Standardization of XML formats for voting and elections

David Mertz (mertz@gnosis.cx), Bean Counter, Gnosis Software, Inc.
David Mertz
To David Mertz, all the world is a stage, and his career is devoted to providing marginal staging instructions. David may be reached at mertz@gnosis.cx; his life pored over at http://gnosis.cx/dW/. Suggestions and recommendations on this, past, or future columns are welcomed. Check out David's book Text Processing in Python.

Summary:  The Organization for the Advancement of Structured Information Standards (OASIS) has developed many XML standards in use within government, law, and business. Election Markup Language (EML) is OASIS' foray into the world of elections -- with an emphasis on voting within governmental jurisdictions. In this installment, David gives readers an introductory look at the structure and purpose of EML, with an eye toward how this standard, which is now used largely in Europe, will substantially influence future data standards in the United States.

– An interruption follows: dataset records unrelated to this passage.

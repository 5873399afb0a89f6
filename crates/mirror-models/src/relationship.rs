//! Relationship edges between two entities.

use chrono::{DateTime, Duration, Utc};
use serde::{Deserialize, Serialize};

use crate::{new_id, now};

/// Strength given to a newly observed edge.
pub const INITIAL_STRENGTH: f64 = 0.5;

/// Strength added on each reconfirmation inside the lookback window.
pub const STRENGTH_STEP: f64 = 0.1;

/// Typed link between two entities.
#[derive(Debug, Clone, PartialEq, Eq, Hash, Serialize, Deserialize)]
#[serde(from = "String", into = "String")]
pub enum RelationshipType {
    ColleagueOf,
    ReportsTo,
    Manages,
    SiblingOf,
    FriendOf,
    PartnerOf,
    SpouseOf,
    ParentOf,
    ChildOf,
    MentorOf,
    Knows,
    Other(String),
}

impl RelationshipType {
    pub fn as_str(&self) -> &str {
        match self {
            RelationshipType::ColleagueOf => "colleague_of",
            RelationshipType::ReportsTo => "reports_to",
            RelationshipType::Manages => "manages",
            RelationshipType::SiblingOf => "sibling_of",
            RelationshipType::FriendOf => "friend_of",
            RelationshipType::PartnerOf => "partner_of",
            RelationshipType::SpouseOf => "spouse_of",
            RelationshipType::ParentOf => "parent_of",
            RelationshipType::ChildOf => "child_of",
            RelationshipType::MentorOf => "mentor_of",
            RelationshipType::Knows => "knows",
            RelationshipType::Other(s) => s,
        }
    }

    pub fn parse(s: &str) -> Self {
        let key = s.trim().to_lowercase().replace([' ', '-'], "_");
        match key.as_str() {
            "colleague_of" | "colleague" | "coworker" => RelationshipType::ColleagueOf,
            "reports_to" => RelationshipType::ReportsTo,
            "manages" => RelationshipType::Manages,
            "sibling_of" | "sibling" => RelationshipType::SiblingOf,
            "friend_of" | "friend" => RelationshipType::FriendOf,
            "partner_of" | "partner" => RelationshipType::PartnerOf,
            "spouse_of" | "spouse" | "married_to" => RelationshipType::SpouseOf,
            "parent_of" => RelationshipType::ParentOf,
            "child_of" => RelationshipType::ChildOf,
            "mentor_of" | "mentor" => RelationshipType::MentorOf,
            "knows" => RelationshipType::Knows,
            _ => RelationshipType::Other(key),
        }
    }

    /// Symmetric edges are stored once with sorted endpoints.
    pub fn is_symmetric(&self) -> bool {
        match self {
            RelationshipType::ColleagueOf
            | RelationshipType::SiblingOf
            | RelationshipType::FriendOf
            | RelationshipType::PartnerOf
            | RelationshipType::SpouseOf
            | RelationshipType::Knows => true,
            RelationshipType::ReportsTo
            | RelationshipType::Manages
            | RelationshipType::ParentOf
            | RelationshipType::ChildOf
            | RelationshipType::MentorOf
            | RelationshipType::Other(_) => false,
        }
    }
}

impl From<String> for RelationshipType {
    fn from(s: String) -> Self {
        RelationshipType::parse(&s)
    }
}

impl From<RelationshipType> for String {
    fn from(t: RelationshipType) -> Self {
        t.as_str().to_string()
    }
}

impl std::fmt::Display for RelationshipType {
    fn fmt(&self, f: &mut std::fmt::Formatter<'_>) -> std::fmt::Result {
        write!(f, "{}", self.as_str())
    }
}

/// A relationship edge between two entities.
#[derive(Debug, Clone, PartialEq, Serialize, Deserialize)]
pub struct Relationship {
    pub id: String,
    pub user_id: String,
    pub source_entity_id: String,
    pub target_entity_id: String,
    pub relationship_type: RelationshipType,
    /// Strength in [0, 1], grows with reconfirmation
    pub strength: f64,
    pub confidence: f64,
    pub is_active: bool,
    pub started_at: Option<DateTime<Utc>>,
    pub ended_at: Option<DateTime<Utc>>,
    pub last_confirmed_at: DateTime<Utc>,
    pub created_at: DateTime<Utc>,
    pub updated_at: DateTime<Utc>,
}

impl Relationship {
    pub fn new(
        user_id: impl Into<String>,
        source_entity_id: &str,
        target_entity_id: &str,
        relationship_type: RelationshipType,
        confidence: f64,
    ) -> Self {
        let ts = now();
        let (source, target) = endpoints(&relationship_type, source_entity_id, target_entity_id);
        Self {
            id: new_id(),
            user_id: user_id.into(),
            source_entity_id: source,
            target_entity_id: target,
            relationship_type,
            strength: INITIAL_STRENGTH,
            confidence: confidence.clamp(0.0, 1.0),
            is_active: true,
            started_at: None,
            ended_at: None,
            last_confirmed_at: ts,
            created_at: ts,
            updated_at: ts,
        }
    }

    /// Record a reconfirmation at `at`.
    ///
    /// Strength grows by [`STRENGTH_STEP`] (capped at 1.0) only when the
    /// previous confirmation falls inside `lookback`; it never decreases.
    /// Returns whether strength changed.
    pub fn reinforce(&mut self, confidence: f64, at: DateTime<Utc>, lookback: Duration) -> bool {
        let within_window = at.signed_duration_since(self.last_confirmed_at) <= lookback;
        let before = self.strength;
        if within_window {
            self.strength = (self.strength + STRENGTH_STEP).min(1.0);
        }
        self.confidence = self.confidence.max(confidence.clamp(0.0, 1.0));
        self.is_active = true;
        self.ended_at = None;
        if at > self.last_confirmed_at {
            self.last_confirmed_at = at;
        }
        self.updated_at = at;
        self.strength > before
    }

    /// The endpoint opposite `entity_id`, if it is one of the two.
    pub fn other_endpoint(&self, entity_id: &str) -> Option<&str> {
        if self.source_entity_id == entity_id {
            Some(&self.target_entity_id)
        } else if self.target_entity_id == entity_id {
            Some(&self.source_entity_id)
        } else {
            None
        }
    }
}

/// Canonical endpoint order for an edge of the given type.
pub fn endpoints(relationship_type: &RelationshipType, a: &str, b: &str) -> (String, String) {
    if relationship_type.is_symmetric() && b < a {
        (b.to_string(), a.to_string())
    } else {
        (a.to_string(), b.to_string())
    }
}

View more content in this series

Date:  15 Oct 2004
Level:  Intermediate
Activity:  1392 views
Comments:  

Readers of my previous XML Matters installment on the use of XML in an open source voting machine will recognize my motivation for investigating the OASIS standard for EML. My direct interest has been further piqued by my recent membership in the still-fledgling IEEE Project 1622 (Voting Systems Electronic Data Interchange -- see Resources). Actually, OASIS' EML covers quite a bit more ground than the Open Voting Consortium's narrow demo system, or even than is anticipated for P-1622.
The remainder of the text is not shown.